Dataset entries:
——

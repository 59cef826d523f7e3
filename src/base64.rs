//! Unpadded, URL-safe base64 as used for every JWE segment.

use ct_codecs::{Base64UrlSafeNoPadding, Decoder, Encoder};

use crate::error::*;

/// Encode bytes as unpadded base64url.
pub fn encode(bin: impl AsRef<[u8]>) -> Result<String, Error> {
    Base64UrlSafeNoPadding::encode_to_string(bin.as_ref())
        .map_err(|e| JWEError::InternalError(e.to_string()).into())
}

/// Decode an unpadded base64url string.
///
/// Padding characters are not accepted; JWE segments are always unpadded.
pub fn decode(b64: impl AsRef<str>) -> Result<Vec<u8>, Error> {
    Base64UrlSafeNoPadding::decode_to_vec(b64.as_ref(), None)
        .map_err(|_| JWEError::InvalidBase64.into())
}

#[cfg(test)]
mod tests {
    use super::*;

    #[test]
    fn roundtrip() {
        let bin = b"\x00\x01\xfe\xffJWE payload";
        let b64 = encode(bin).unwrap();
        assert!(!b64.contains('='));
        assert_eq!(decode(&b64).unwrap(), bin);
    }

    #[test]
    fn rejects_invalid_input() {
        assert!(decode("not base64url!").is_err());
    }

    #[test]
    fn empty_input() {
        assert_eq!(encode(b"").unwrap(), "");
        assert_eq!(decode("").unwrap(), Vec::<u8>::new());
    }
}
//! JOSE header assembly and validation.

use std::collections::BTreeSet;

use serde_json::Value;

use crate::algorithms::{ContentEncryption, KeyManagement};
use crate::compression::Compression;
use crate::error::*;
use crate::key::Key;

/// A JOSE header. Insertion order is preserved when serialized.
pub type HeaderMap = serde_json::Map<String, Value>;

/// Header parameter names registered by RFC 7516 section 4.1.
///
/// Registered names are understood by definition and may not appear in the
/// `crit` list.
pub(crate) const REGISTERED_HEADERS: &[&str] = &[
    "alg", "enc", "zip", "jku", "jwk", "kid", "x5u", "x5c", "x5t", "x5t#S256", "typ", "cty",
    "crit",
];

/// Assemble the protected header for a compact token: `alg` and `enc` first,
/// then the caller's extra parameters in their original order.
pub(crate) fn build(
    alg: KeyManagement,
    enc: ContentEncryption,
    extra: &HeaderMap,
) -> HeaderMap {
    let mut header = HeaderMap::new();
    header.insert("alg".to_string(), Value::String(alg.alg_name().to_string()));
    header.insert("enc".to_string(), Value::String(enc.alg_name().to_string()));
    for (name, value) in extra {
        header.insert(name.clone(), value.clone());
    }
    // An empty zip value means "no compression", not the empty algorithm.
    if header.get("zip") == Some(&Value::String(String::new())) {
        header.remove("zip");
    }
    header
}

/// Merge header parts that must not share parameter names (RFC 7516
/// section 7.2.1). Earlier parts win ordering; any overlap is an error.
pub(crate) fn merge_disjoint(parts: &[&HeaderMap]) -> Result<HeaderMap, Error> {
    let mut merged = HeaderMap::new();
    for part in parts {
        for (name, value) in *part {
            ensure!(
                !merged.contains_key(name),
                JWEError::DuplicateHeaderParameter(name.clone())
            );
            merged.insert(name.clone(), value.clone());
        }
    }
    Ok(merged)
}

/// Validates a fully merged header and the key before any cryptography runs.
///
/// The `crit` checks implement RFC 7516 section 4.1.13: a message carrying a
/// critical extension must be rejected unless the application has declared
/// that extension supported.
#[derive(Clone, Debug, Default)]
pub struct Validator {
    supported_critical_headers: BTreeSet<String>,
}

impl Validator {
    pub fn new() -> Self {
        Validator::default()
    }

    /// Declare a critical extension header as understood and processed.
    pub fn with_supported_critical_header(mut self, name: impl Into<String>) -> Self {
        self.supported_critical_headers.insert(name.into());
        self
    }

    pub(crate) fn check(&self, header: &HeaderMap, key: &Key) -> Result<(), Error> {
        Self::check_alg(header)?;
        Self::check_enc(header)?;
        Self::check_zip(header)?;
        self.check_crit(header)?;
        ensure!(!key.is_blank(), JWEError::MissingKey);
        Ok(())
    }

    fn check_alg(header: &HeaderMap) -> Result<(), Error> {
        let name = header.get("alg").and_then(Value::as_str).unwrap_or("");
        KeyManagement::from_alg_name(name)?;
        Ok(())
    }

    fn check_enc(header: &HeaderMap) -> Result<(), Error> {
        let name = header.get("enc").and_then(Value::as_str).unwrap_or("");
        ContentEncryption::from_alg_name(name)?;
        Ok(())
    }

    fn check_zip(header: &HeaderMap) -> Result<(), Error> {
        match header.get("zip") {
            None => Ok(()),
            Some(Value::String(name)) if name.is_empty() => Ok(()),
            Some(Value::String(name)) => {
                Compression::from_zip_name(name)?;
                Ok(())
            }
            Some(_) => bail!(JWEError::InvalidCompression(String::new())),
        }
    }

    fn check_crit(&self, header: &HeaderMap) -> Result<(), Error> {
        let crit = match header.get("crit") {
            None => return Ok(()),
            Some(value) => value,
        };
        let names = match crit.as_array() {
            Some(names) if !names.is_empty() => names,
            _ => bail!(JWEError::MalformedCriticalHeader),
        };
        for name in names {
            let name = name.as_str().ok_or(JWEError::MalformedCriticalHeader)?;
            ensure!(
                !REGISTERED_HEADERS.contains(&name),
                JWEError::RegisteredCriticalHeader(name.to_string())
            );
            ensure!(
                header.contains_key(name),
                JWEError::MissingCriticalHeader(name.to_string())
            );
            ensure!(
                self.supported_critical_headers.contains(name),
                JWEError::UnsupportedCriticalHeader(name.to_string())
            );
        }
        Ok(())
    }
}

——

WORK TASK: Make a verbatim copy of every entry shown above.

REPLY TO THE EXERCISE:
repository 59cef826d523f7e3
filename src/base64.rs
//! Unpadded, URL-safe base64 as used for every JWE segment.

use ct_codecs::{Base64UrlSafeNoPadding, Decoder, Encoder};

use crate::error::*;

/// Encode bytes as unpadded base64url.
pub fn encode(bin: impl AsRef<[u8]>) -> Result<String, Error> {
    Base64UrlSafeNoPadding::encode_to_string(bin.as_ref())
        .map_err(|e| JWEError::InternalError(e.to_string()).into())
}

/// Decode an unpadded base64url string.
///
/// Padding characters are not accepted; JWE segments are always unpadded.
pub fn decode(b64: impl AsRef<str>) -> Result<Vec<u8>, Error> {
    Base64UrlSafeNoPadding::decode_to_vec(b64.as_ref(), None)
        .map_err(|_| JWEError::InvalidBase64.into())
}

#[cfg(test)]
mod tests {
    use super::*;

    #[test]
    fn roundtrip() {
        let bin = b"\x00\x01\xfe\xffJWE payload";
        let b64 = encode(bin).unwrap();
        assert!(!b64.contains('='));
        assert_eq!(decode(&b64).unwrap(), bin);
    }

    #[test]
    fn rejects_invalid_input() {
        assert!(decode("not base64url!").is_err());
    }

    #[test]
    fn empty_input() {
        assert_eq!(encode(b"").unwrap(), "");
        assert_eq!(decode("").unwrap(), Vec::<u8>::new());
    }
}
//! JOSE header assembly and validation.

use std::collections::BTreeSet;

use serde_json::Value;

use crate::algorithms::{ContentEncryption, KeyManagement};
use crate::compression::Compression;
use crate::error::*;
use crate::key::Key;

/// A JOSE header. Insertion order is preserved when serialized.
pub type HeaderMap = serde_json::Map<String, Value>;

/// Header parameter names registered by RFC 7516 section 4.1.
///
/// Registered names are understood by definition and may not appear in the
/// `crit` list.
pub(crate) const REGISTERED_HEADERS: &[&str] = &[
    "alg", "enc", "zip", "jku", "jwk", "kid", "x5u", "x5c", "x5t", "x5t#S256", "typ", "cty",
    "crit",
];

/// Assemble the protected header for a compact token: `alg` and `enc` first,
/// then the caller's extra parameters in their original order.
pub(crate) fn build(
    alg: KeyManagement,
    enc: ContentEncryption,
    extra: &HeaderMap,
) -> HeaderMap {
    let mut header = HeaderMap::new();
    header.insert("alg".to_string(), Value::String(alg.alg_name().to_string()));
    header.insert("enc".to_string(), Value::String(enc.alg_name().to_string()));
    for (name, value) in extra {
        header.insert(name.clone(), value.clone());
    }
    // An empty zip value means "no compression", not the empty algorithm.
    if header.get("zip") == Some(&Value::String(String::new())) {
        header.remove("zip");
    }
    header
}

/// Merge header parts that must not share parameter names (RFC 7516
/// section 7.2.1). Earlier parts win ordering; any overlap is an error.
pub(crate) fn merge_disjoint(parts: &[&HeaderMap]) -> Result<HeaderMap, Error> {
    let mut merged = HeaderMap::new();
    for part in parts {
        for (name, value) in *part {
            ensure!(
                !merged.contains_key(name),
                JWEError::DuplicateHeaderParameter(name.clone())
            );
            merged.insert(name.clone(), value.clone());
        }
    }
    Ok(merged)
}

/// Validates a fully merged header and the key before any cryptography runs.
///
/// The `crit` checks implement RFC 7516 section 4.1.13: a message carrying a
/// critical extension must be rejected unless the application has declared
/// that extension supported.
#[derive(Clone, Debug, Default)]
pub struct Validator {
    supported_critical_headers: BTreeSet<String>,
}

impl Validator {
    pub fn new() -> Self {
        Validator::default()
    }

    /// Declare a critical extension header as understood and processed.
    pub fn with_supported_critical_header(mut self, name: impl Into<String>) -> Self {
        self.supported_critical_headers.insert(name.into());
        self
    }

    pub(crate) fn check(&self, header: &HeaderMap, key: &Key) -> Result<(), Error> {
        Self::check_alg(header)?;
        Self::check_enc(header)?;
        Self::check_zip(header)?;
        self.check_crit(header)?;
        ensure!(!key.is_blank(), JWEError::MissingKey);
        Ok(())
    }

    fn check_alg(header: &HeaderMap) -> Result<(), Error> {
        let name = header.get("alg").and_then(Value::as_str).unwrap_or("");
        KeyManagement::from_alg_name(name)?;
        Ok(())
    }

    fn check_enc(header: &HeaderMap) -> Result<(), Error> {
        let name = header.get("enc").and_then(Value::as_str).unwrap_or("");
        ContentEncryption::from_alg_name(name)?;
        Ok(())
    }

    fn check_zip(header: &HeaderMap) -> Result<(), Error> {
        match header.get("zip") {
            None => Ok(()),
            Some(Value::String(name)) if name.is_empty() => Ok(()),
            Some(Value::String(name)) => {
                Compression::from_zip_name(name)?;
                Ok(())
            }
            Some(_) => bail!(JWEError::InvalidCompression(String::new())),
        }
    }

    fn check_crit(&self, header: &HeaderMap) -> Result<(), Error> {
        let crit = match header.get("crit") {
            None => return Ok(()),
            Some(value) => value,
        };
        let names = match crit.as_array() {
            Some(names) if !names.is_empty() => names,
            _ => bail!(JWEError::MalformedCriticalHeader),
        };
        for name in names {
            let name = name.as_str().ok_or(JWEError::MalformedCriticalHeader)?;
            ensure!(
                !REGISTERED_HEADERS.contains(&name),
                JWEError::RegisteredCriticalHeader(name.to_string())
            );
            ensure!(
                header.contains_key(name),
                JWEError::MissingCriticalHeader(name.to_string())
            );
            ensure!(
                self.supported_critical_headers.contains(name),
                JWEError::UnsupportedCriticalHeader(name.to_string())
            );
        }
        Ok(())
    }
}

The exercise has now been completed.